May 17th, 2013
I was facilitating a workshop about health literacy recently and we were talking about schema – the mental maps we each have to organise what we know, believe and feel about health issues. When we receive new health information we evaluate it against our existing schema to see if it fits with what we already know – and if it fits we are likely to add the information to our schema. If new information contradicts our schema, or does not connect with what we already know, it can be hard to incorporate the new information into our schema.
A woman in the workshop (I’ll call her Sally) shared how she had been recently told she had high cholesterol by her GP. Sally said she found it hard to believe because she thought ‘skinny’ people didn’t have high cholesterol. She told her GP she was surprised but he didn’t give her much information other than to cut out high-cholesterol foods. Knowing she already had a healthy diet, she was quite confused about how she could have high cholesterol and spoke to a friend about it – who also had high cholesterol but had been put on medication by her GP and “didn’t worry about it anymore”. Sally wondered why her GP hadn’t discussed medication with her. She also went online to search out more information on cholesterol but thought the information was a bit varied and not specific enough for her needs. In the end she stopped thinking about it as it wasn’t helping her answer her questions and it was all a bit stressful.
She realised during the workshop that there wasn’t much in her schema about cholesterol – and what she did have contradicted the message from her GP so might not be accurate. She realised she’d never paid attention to messages about cholesterol because she didn’t anticipate it being an issue for her. She decided to renew her efforts and seek out some explanations from health professionals she knew so she could better understand her situation and what her options were.
I thought this is a great example of how we all have episodes of low health literacy when we encounter a new health issue. It can be challenging to work out where to get good, reliable health information – even when we’re motivated – process it, and then decide how to apply it. It’s also great that Sally feels re-energised to go and find out more. Her GP didn’t provide much help initially but she’s determined to ask more questions next time she sees him. Excellent!

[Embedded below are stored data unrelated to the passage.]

//! Core data types for the document pipeline.

use chrono::{DateTime, Utc};
use serde::{Deserialize, Serialize};
use sha2::{Digest, Sha256};

/// An uploaded document, as received from the session surface.
#[derive(Debug, Clone)]
pub struct Document {
    /// File name as supplied by the user (used as the chunk title)
    pub name: String,

    /// Raw file contents
    pub bytes: Vec<u8>,

    /// Declared or detected MIME type
    pub mime_type: String,
}

impl Document {
    pub fn new(name: impl Into<String>, bytes: Vec<u8>, mime_type: impl Into<String>) -> Self {
        Self {
            name: name.into(),
            bytes,
            mime_type: mime_type.into(),
        }
    }

    /// Hex-encoded SHA-256 of the file contents.
    pub fn digest(&self) -> String {
        let hash = Sha256::digest(&self.bytes);
        hash.iter().map(|b| format!("{:02x}", b)).collect()
    }

    pub fn size_bytes(&self) -> u64 {
        self.bytes.len() as u64
    }
}

/// A contiguous piece of document text prepared for embedding.
///
/// `text` starts with the last `overlap` characters of the text that
/// precedes the chunk's own content, so dropping that prefix from every
/// chunk but the first and concatenating yields the original text.
#[derive(Debug, Clone, PartialEq, Serialize, Deserialize)]
pub struct Chunk {
    /// Position in the document (0-based)
    pub index: u32,

    /// Chunk text, including the overlap prefix
    pub text: String,

    /// Title of the source document
    pub title: String,

    /// Character offset where `text` begins in the source text
    pub start: usize,

    /// Number of leading characters repeated from the previous chunk
    pub overlap: usize,
}

impl Chunk {
    /// Chunk text without the overlap prefix.
    pub fn own_text(&self) -> &str {
        match self.text.char_indices().nth(self.overlap) {
            Some((offset, _)) => &self.text[offset..],
            None if self.overlap == 0 => &self.text,
            None => "",
        }
    }

    pub fn char_len(&self) -> usize {
        self.text.chars().count()
    }
}

/// A chunk paired with its identity and (possibly missing) vector.
#[derive(Debug, Clone, PartialEq, Serialize, Deserialize)]
pub struct IndexRecord {
    /// Unique record identifier, assigned at ingestion
    pub id: String,

    pub title: String,

    pub content: String,

    /// `None` when the embedding provider did not return a vector
    pub vector: Option<Vec<f32>>,
}

impl IndexRecord {
    /// Build a record for a chunk with a freshly generated id.
    ///
    /// Every call produces a new id, so ingesting the same document twice
    /// appends a second set of records.
    pub fn from_chunk(chunk: &Chunk, vector: Option<Vec<f32>>) -> Self {
        Self {
            id: uuid::Uuid::new_v4().to_string(),
            title: chunk.title.clone(),
            content: chunk.text.clone(),
            vector,
        }
    }
}

/// The chunks selected for one question, in rank order.
#[derive(Debug, Clone, Default, PartialEq, Serialize, Deserialize)]
pub struct RetrievedContext {
    pub query: String,
    pub chunks: Vec<String>,
}

impl RetrievedContext {
    pub fn new(query: impl Into<String>, chunks: Vec<String>) -> Self {
        Self {
            query: query.into(),
            chunks,
        }
    }

    pub fn empty(query: impl Into<String>) -> Self {
        Self::new(query, Vec::new())
    }

    pub fn is_empty(&self) -> bool {
        self.chunks.is_empty()
    }

    pub fn len(&self) -> usize {
        self.chunks.len()
    }

    /// Chunks joined in rank order with blank lines between them.
    pub fn joined(&self) -> String {
        self.chunks.join("\n\n")
    }
}

/// Outcome of ingesting a single document.
#[derive(Debug, Clone, Serialize, Deserialize)]
pub struct IngestReport {
    /// Document title (file name)
    pub title: String,

    /// Hex SHA-256 of the uploaded bytes
    pub digest: String,

    /// Number of chunks produced by the chunker
    pub chunks: usize,

    /// Ids of records the index accepted
    pub written: Vec<String>,

    /// Ids of records dropped locally because they had no vector
    pub skipped: Vec<String>,

    /// Ids the index rejected, with the reason it gave
    pub failed: Vec<(String, String)>,

    pub ingested_at: DateTime<Utc>,

    pub duration_secs: f64,
}

impl IngestReport {
    /// True when every chunk was written.
    pub fn is_complete(&self) -> bool {
        self.skipped.is_empty() && self.failed.is_empty() && self.written.len() == self.chunks
    }
}

#[cfg(test)]
mod tests {
    use super::*;

    fn chunk(text: &str, overlap: usize) -> Chunk {
        Chunk {
            index: 1,
            text: text.to_string(),
            title: "lease.pdf".to_string(),
            start: 0,
            overlap,
        }
    }

    #[test]
    fn test_document_digest_is_stable_hex() {
        let doc = Document::new("a.pdf", b"abc".to_vec(), "application/pdf");
        assert_eq!(
            doc.digest(),
            "ba7816bf8f01cfea414140de5dae2223b00361a396177a9cb410ff61f20015ad"
        );
        assert_eq!(doc.size_bytes(), 3);
    }

    #[test]
    fn test_own_text_skips_overlap_chars() {
        assert_eq!(chunk("héllo world", 6).own_text(), "world");
        assert_eq!(chunk("hello", 0).own_text(), "hello");
        assert_eq!(chunk("hi", 2).own_text(), "");
    }

    #[test]
    fn test_records_from_same_chunk_get_distinct_ids() {
        let c = chunk("text", 0);
        let a = IndexRecord::from_chunk(&c, None);
        let b = IndexRecord::from_chunk(&c, None);
        assert_ne!(a.id, b.id);
        assert_eq!(a.content, b.content);
    }

    #[test]
    fn test_context_joins_with_blank_lines() {
        let ctx = RetrievedContext::new("q", vec!["one".to_string(), "two".to_string()]);
        assert_eq!(ctx.joined(), "one\n\ntwo");
        assert_eq!(ctx.len(), 2);
        assert!(RetrievedContext::empty("q").is_empty());
    }
}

Posted in Improving Health Literacy
May 1st, 2013
I read an interesting blog the other day on Kevin MD.com. The title of the blog was “If you build a patient portal, why won’t they come?”:
I have always been interested in patient portals because I think they can be a real asset for patients to access their health information. However, the portals I have seen seem to be afterthoughts or add-ons to the main event which is a clinical portal enabling the sharing of health information between different parts of the health system and health professionals. As such, these portals are very useful, providing timely access to data about patients no matter where they are in the health system – Accident and Emergency, at their GP, in a hospital clinic or even in a pharmacy.
The primary focus of most electronic record systems is to share data among health professionals. So the purpose of the system is established early on and the system’s architecture is based on that primary purpose. That is why it is so hard to “bolt on” a patient portal. There are two very different audiences and two very different purposes for the system. It is inevitable that the primary purpose will have precedence.
The blog post relates the story of the Mayo Clinic who are having a problem getting more than 50% of the 240,000 patients who have signed up for their patient portal to actually use the portal.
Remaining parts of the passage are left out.